I was crying because of the girl pinching me. I just refused to ever go to 

Sunday school again but I wouldn’t explain why. I must have thought I’d

be laughed at and they’d never stoppped my Uncle, but I knew my Dad

didn’t like him.

I’d been so fearless when I was five, singing all the verses of away in a

manger and refusing to leave the stage, taking a step backwards every

time the teacher tried to lift me down, because I didn’t like to be touched

and I knew performers walked off at the side properly and I was going to

do that.

On being taken to Santa Claus I was asked for my penny and said I

didn’t have one as I knew I had a half crown. They came out and said

‘This child has no money’ and my mother said I had and I had the

halfcrown still of course.

At the optician they asked if I knew the letters and I thought they meant

had I got prior knowledge of the test and said no and they started to get

out a chart with boats and planes on and my mother said I did know the

letters and I said of course I knew the alphabet.

I refused to wear a dress my mother bought me from a catalogue

because I didn’t like the feel of the cloth and the pattern had white in it.

I liked to draw. My mother had an abstract pattern I’d done in wax

crayon on the wall in their bedroom, which I only went into very rarely. At 

night there were mysterious light patterns on the ceiling which appeared

and disappeared as cars went by, a sort of warm brown glimmering.

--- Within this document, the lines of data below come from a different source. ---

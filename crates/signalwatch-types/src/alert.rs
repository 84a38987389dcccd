use std::sync::Mutex;

use serde::{Deserialize, Serialize};

use crate::clock;
use crate::severity::Severity;

/// One entry in the broadcast event log. Immutable once created.
#[derive(Debug, Clone, PartialEq, Eq, Serialize, Deserialize)]
pub struct AlertMessage {
    /// Unique monotonic token, derived from creation time in epoch millis.
    pub id: u64,
    /// Human-readable "HH:MM:SS" UTC time of creation.
    pub timestamp: String,
    pub severity: Severity,
    pub message: String,
}

/// Append-only, ordered alert sequence for the session.
///
/// Entries are never removed or mutated; the log grows unbounded for the
/// session lifetime. The simulator loop is the only writer; the display
/// layer reads snapshots.
pub struct AlertLog {
    inner: Mutex<LogInner>,
}

struct LogInner {
    entries: Vec<AlertMessage>,
    last_id: u64,
}

impl AlertLog {
    pub fn new() -> Self {
        Self {
            inner: Mutex::new(LogInner {
                entries: Vec::new(),
                last_id: 0,
            }),
        }
    }

    /// Append a new entry stamped with the current wall clock.
    /// Ids are strictly increasing even when two appends land in the same
    /// millisecond.
    pub fn append(&self, severity: Severity, message: impl Into<String>) -> AlertMessage {
        let now = clock::now_millis();
        let mut inner = self.inner.lock().unwrap();
        let id = now.max(inner.last_id + 1);
        inner.last_id = id;

        let entry = AlertMessage {
            id,
            timestamp: clock::wall_clock_label(now),
            severity,
            message: message.into(),
        };
        inner.entries.push(entry.clone());
        entry
    }

    /// Clone of the full sequence, oldest first (newest-at-bottom order).
    pub fn snapshot(&self) -> Vec<AlertMessage> {
        self.inner.lock().unwrap().entries.clone()
    }

    /// Clone of the most recent entry, if any.
    pub fn latest(&self) -> Option<AlertMessage> {
        self.inner.lock().unwrap().entries.last().cloned()
    }

    pub fn len(&self) -> usize {
        self.inner.lock().unwrap().entries.len()
    }

    pub fn is_empty(&self) -> bool {
        self.len() == 0
    }
}

impl Default for AlertLog {
    fn default() -> Self {
        Self::new()
    }
}
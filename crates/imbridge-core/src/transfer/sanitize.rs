//! 文件名清洗
//!
//! 客户端提交的文件名一律视为不可信输入，只保留最后一个路径段。

use crate::error::{BridgeError, Result};

/// 返回客户端文件名的最后一个路径段
///
/// - `/` 和 `\` 都视为分隔符（手机端可能来自任意平台）
/// - 丢弃空段、`.` 和 `..`
/// - 去掉 `C:` 形式的盘符前缀
///
/// 没有剩余内容时返回 [`BridgeError::InvalidName`]。
pub fn sanitize_filename(raw: &str) -> Result<String> {
    if raw.contains('\0') {
        return Err(BridgeError::InvalidName(raw.to_string()));
    }

    let last = raw
        .split(['/', '\\'])
        .map(str::trim)
        .filter(|seg| !seg.is_empty() && *seg != "." && *seg != "..")
        .last()
        .unwrap_or_default();

    let name = strip_drive_prefix(last);
    if name.is_empty() || name == "." || name == ".." {
        return Err(BridgeError::InvalidName(raw.to_string()));
    }

    Ok(name.to_string())
}

fn strip_drive_prefix(segment: &str) -> &str {
    let bytes = segment.as_bytes();
    if bytes.len() >= 2 && bytes[0].is_ascii_alphabetic() && bytes[1] == b':' {
        &segment[2..]
    } else {
        segment
    }
}

#[cfg(test)]
mod tests {
    use super::*;

    #[test]
    fn test_plain_name_unchanged() {
        assert_eq!(sanitize_filename("notes.txt").unwrap(), "notes.txt");
        assert_eq!(sanitize_filename("my photo.png").unwrap(), "my photo.png");
    }

    #[test]
    fn test_strips_traversal_and_roots() {
        assert_eq!(sanitize_filename("../../etc/passwd").unwrap(), "passwd");
        assert_eq!(sanitize_filename("/etc/passwd").unwrap(), "passwd");
        assert_eq!(sanitize_filename("a/b/../c.txt").unwrap(), "c.txt");
        assert_eq!(sanitize_filename("..\\..\\boot.ini").unwrap(), "boot.ini");
    }

    #[test]
    fn test_strips_drive_prefix() {
        assert_eq!(
            sanitize_filename("C:\\Users\\me\\sig.png").unwrap(),
            "sig.png"
        );
        assert_eq!(sanitize_filename("D:evil.txt").unwrap(), "evil.txt");
    }

    #[test]
    fn test_trailing_separator_uses_last_real_segment() {
        assert_eq!(sanitize_filename("docs/report.pdf/").unwrap(), "report.pdf");
        assert_eq!(sanitize_filename("dir/..").unwrap(), "dir");
    }

    #[test]
    fn test_empty_inputs_are_invalid() {
        for raw in ["", "/", "\\\\", "..", "../..", "./.", "C:", "   ", "a\0b"] {
            assert!(
                matches!(sanitize_filename(raw), Err(BridgeError::InvalidName(_))),
                "expected InvalidName for {:?}",
                raw
            );
        }
    }
}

I wanted to ride a horse and go to ballet but I wasn’t allowed. It was

probably because of the cost but no one said that. It felt as if they

thought all these things would make me a show off.

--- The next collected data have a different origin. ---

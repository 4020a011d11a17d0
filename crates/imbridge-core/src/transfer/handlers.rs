//! HTTP 处理器
//!
//! 所有内部错误都转换为 [`BridgeError`] 响应，不会越过处理器边界。

use log::{debug, error, info, warn};

use crate::error::{BridgeError, Result};
use crate::transfer::cache_dir::CacheDir;
use crate::transfer::provider::{CanvasSize, CanvasSizeProvider, FileListProvider};
use crate::transfer::sanitize::sanitize_filename;
use crate::transfer::state::TransferStateCache;
use axum::{
    Json,
    body::Body,
    extract::{Multipart, Query, State},
    http::header,
    response::{IntoResponse, Response},
};
use serde::{Deserialize, Serialize};
use std::path::{Path, PathBuf};
use std::sync::Arc;
use std::time::UNIX_EPOCH;
use tokio::fs::File;

/// 上传表单中携带文件的字段名
pub const UPLOAD_FIELD: &str = "photos";

/// 处理器共享的上下文
pub struct BridgeContext {
    pub cache: CacheDir,
    pub transfers: Arc<TransferStateCache>,
    pub file_list: Option<Arc<dyn FileListProvider>>,
    pub canvas_size: Option<Arc<dyn CanvasSizeProvider>>,
}

pub type SharedContext = Arc<BridgeContext>;

#[derive(Deserialize)]
pub struct DownloadQuery {
    pub filename: Option<String>,
}

/// 分享列表中的文件信息（不含完整路径）
#[derive(Serialize, Debug, Clone, PartialEq)]
pub struct SharedFileInfo {
    pub name: String,
    pub ext: String,
    pub size: u64,
    pub mtime: f64,
    #[serde(skip)]
    pub path: PathBuf,
}

impl SharedFileInfo {
    /// `name + ext` 即客户端看到的文件名
    pub fn file_name(&self) -> String {
        format!("{}{}", self.name, self.ext)
    }
}

/// GET /get_latest_metadata
pub async fn latest_metadata(State(ctx): State<SharedContext>) -> Json<serde_json::Value> {
    match ctx.transfers.peek() {
        Some(record) => Json(serde_json::to_value(record).unwrap_or_default()),
        None => Json(serde_json::json!({})),
    }
}

/// GET /canvas/size
pub async fn canvas_size(State(ctx): State<SharedContext>) -> Json<CanvasSize> {
    let size = ctx
        .canvas_size
        .as_ref()
        .map(|p| p.get_canvas_size())
        .unwrap_or_default();
    Json(size)
}

/// POST /api/file_share/upload
///
/// 逐个保存 `photos` 字段的文件。某个文件失败时立即返回错误，
/// 之前已经写入的文件保留在缓存目录中，不回滚，也不发布新记录。
pub async fn upload(
    State(ctx): State<SharedContext>,
    mut multipart: Multipart,
) -> Result<Json<serde_json::Value>> {
    let mut saved = Vec::new();

    while let Some(field) = multipart
        .next_field()
        .await
        .map_err(|e| BridgeError::MalformedRequest(e.to_string()))?
    {
        if field.name() != Some(UPLOAD_FIELD) {
            debug!("Skipping multipart field {:?}", field.name());
            continue;
        }

        let raw_name = field
            .file_name()
            .map(ToString::to_string)
            .ok_or_else(|| BridgeError::MalformedRequest("file part without a name".into()))?;
        let name = sanitize_filename(&raw_name).inspect_err(|_| {
            warn!("[UPLOAD] Rejected file name {:?}", raw_name);
        })?;

        let bytes = field
            .bytes()
            .await
            .map_err(|e| BridgeError::MalformedRequest(e.to_string()))?;

        let cache = ctx.cache.clone();
        let target = name.clone();
        let path = tokio::task::spawn_blocking(move || cache.materialize(&target, &bytes))
            .await
            .map_err(|e| BridgeError::Io(std::io::Error::other(e)))?
            .inspect_err(|e| error!("[UPLOAD] Failed to save {}: {}", name, e))?;

        info!("[UPLOAD] File saved: {}", path.display());
        saved.push(name);
    }

    info!(
        "[UPLOAD] {} file(s) saved to {}",
        saved.len(),
        ctx.cache.root().display()
    );
    ctx.transfers.publish_saved(saved.clone());

    Ok(Json(serde_json::json!({
        "success": true,
        "files": saved,
    })))
}

/// GET /api/file_share/files
pub async fn list_shared(State(ctx): State<SharedContext>) -> Json<Vec<SharedFileInfo>> {
    Json(shared_files(&ctx).await)
}

/// GET /api/file_share/download?filename=
///
/// 只在当前分享列表中查找，不直接访问缓存目录。
pub async fn download(
    State(ctx): State<SharedContext>,
    Query(query): Query<DownloadQuery>,
) -> Result<Response> {
    let requested = query
        .filename
        .ok_or_else(|| BridgeError::MalformedRequest("missing filename".into()))?;
    let filename = sanitize_filename(&requested)?;

    let entry = shared_files(&ctx)
        .await
        .into_iter()
        .find(|info| info.file_name() == filename)
        .ok_or_else(|| BridgeError::NotFound(filename.clone()))?;

    let file = File::open(&entry.path).await.map_err(|e| {
        if e.kind() == std::io::ErrorKind::NotFound {
            BridgeError::NotFound(filename.clone())
        } else {
            BridgeError::Io(e)
        }
    })?;

    info!("Download request for {}", entry.path.display());

    let mime = mime_guess::from_path(&entry.path).first_or_octet_stream();
    let disposition = content_disposition(&filename);
    let stream = tokio_util::io::ReaderStream::new(file);
    let headers = [
        (header::CONTENT_TYPE, mime.to_string()),
        (header::CONTENT_DISPOSITION, disposition),
    ];
    Ok((headers, Body::from_stream(stream)).into_response())
}

/// 附件头：ASCII 回退名 + RFC 5987 的 UTF-8 名称
fn content_disposition(filename: &str) -> String {
    let fallback: String = filename
        .chars()
        .map(|c| {
            if (c.is_ascii_graphic() || c == ' ') && c != '"' && c != '\\' {
                c
            } else {
                '_'
            }
        })
        .collect();
    if fallback == filename {
        format!("attachment; filename=\"{}\"", fallback)
    } else {
        format!(
            "attachment; filename=\"{}\"; filename*=UTF-8''{}",
            fallback,
            urlencoding::encode(filename)
        )
    }
}

/// 收集分享列表中仍然存在的普通文件
async fn shared_files(ctx: &BridgeContext) -> Vec<SharedFileInfo> {
    let Some(provider) = ctx.file_list.as_ref() else {
        debug!("No file list provider registered");
        return Vec::new();
    };

    let mut result = Vec::new();
    for path in provider.get_file_list() {
        if let Some(info) = describe_file(&path).await {
            result.push(info);
        }
    }
    result
}

async fn describe_file(path: &Path) -> Option<SharedFileInfo> {
    let meta = tokio::fs::metadata(path).await.ok()?;
    if !meta.is_file() {
        return None;
    }

    let name = path.file_stem()?.to_string_lossy().to_string();
    let ext = path
        .extension()
        .map(|e| format!(".{}", e.to_string_lossy()))
        .unwrap_or_default();
    let mtime = meta
        .modified()
        .ok()
        .and_then(|t| t.duration_since(UNIX_EPOCH).ok())
        .map(|d| d.as_secs_f64())
        .unwrap_or_default();

    Some(SharedFileInfo {
        name,
        ext,
        size: meta.len(),
        mtime,
        path: path.to_path_buf(),
    })
}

I learnt the piano from mum and I went to singing lessons. Two children

mocked the way I really opened my mouth to sing loudly and these

same two hated me for organising a collection to buy a student teacher flowers

because they didn’t like her. The student taught us about red Indians

and I made a beaded head band. Cynthia and Julie phoned me

pretending to be from the radio and asked me to sing down the phone.

I wanted to skate and ski and have a dog but I wasn’t allowed, nor to

have roller skates or a bycycle. I believed that in heaven I would be

asked what I wanted to do and I would then go and do all these

things.

Only father’s aunt Jeanetta died. Both gradfathers were dead and

I couldn’t even remember the one who was alive when I was born.

I was never left with anyone and was kept safe and didn’t learn to tell

the time until I was nine and never went anywhere but the library on my

own. I chose books from the side labelled for boys, Biggles and William 

and Jennings.

I didn’t get on all that well with my Dad. I didn’t like the way he’d seize

my hand when we crossed the road or instruct me to say thankyou when

we left some’s house when I was going to so then I wouldn’t because

he’d said it for me. He read in funny voices and missed bits out. I liked to

go and meet him when he came from work on his bycycle and to count

the money he collected and he’d help with school stuff, explain to think if

a maths answer made sense.

Very few people came to the house as my parents had no friends. Only

my mother had a nice friend Frances, with the frightening dog called

Captain and no children. We called her Auntie but we rarely saw her.

She had a lovely voice and they laughed together.

An encyclopedia salesman came but my father said it was a waste of

money and we could use the library. A man once came covered in

tattoos which I thought looked great but I gathered that mother did not.

One day I heard the word rape on the radio and I asked what it meant

and my mother would not tell me. Neither would she explain why

sometimes she could not go swimming.

We went to France on a holiday with the evening class people where my

mother learnt French. There, aged ten, I discovered delicious food, roast 

chicken, peaches and black coffee, hot weather, glow worms and

crickets.

We also went to St.Ives and saw the beatniks on the wall and I wanted

to be like that, loitering by the sea, arty and free.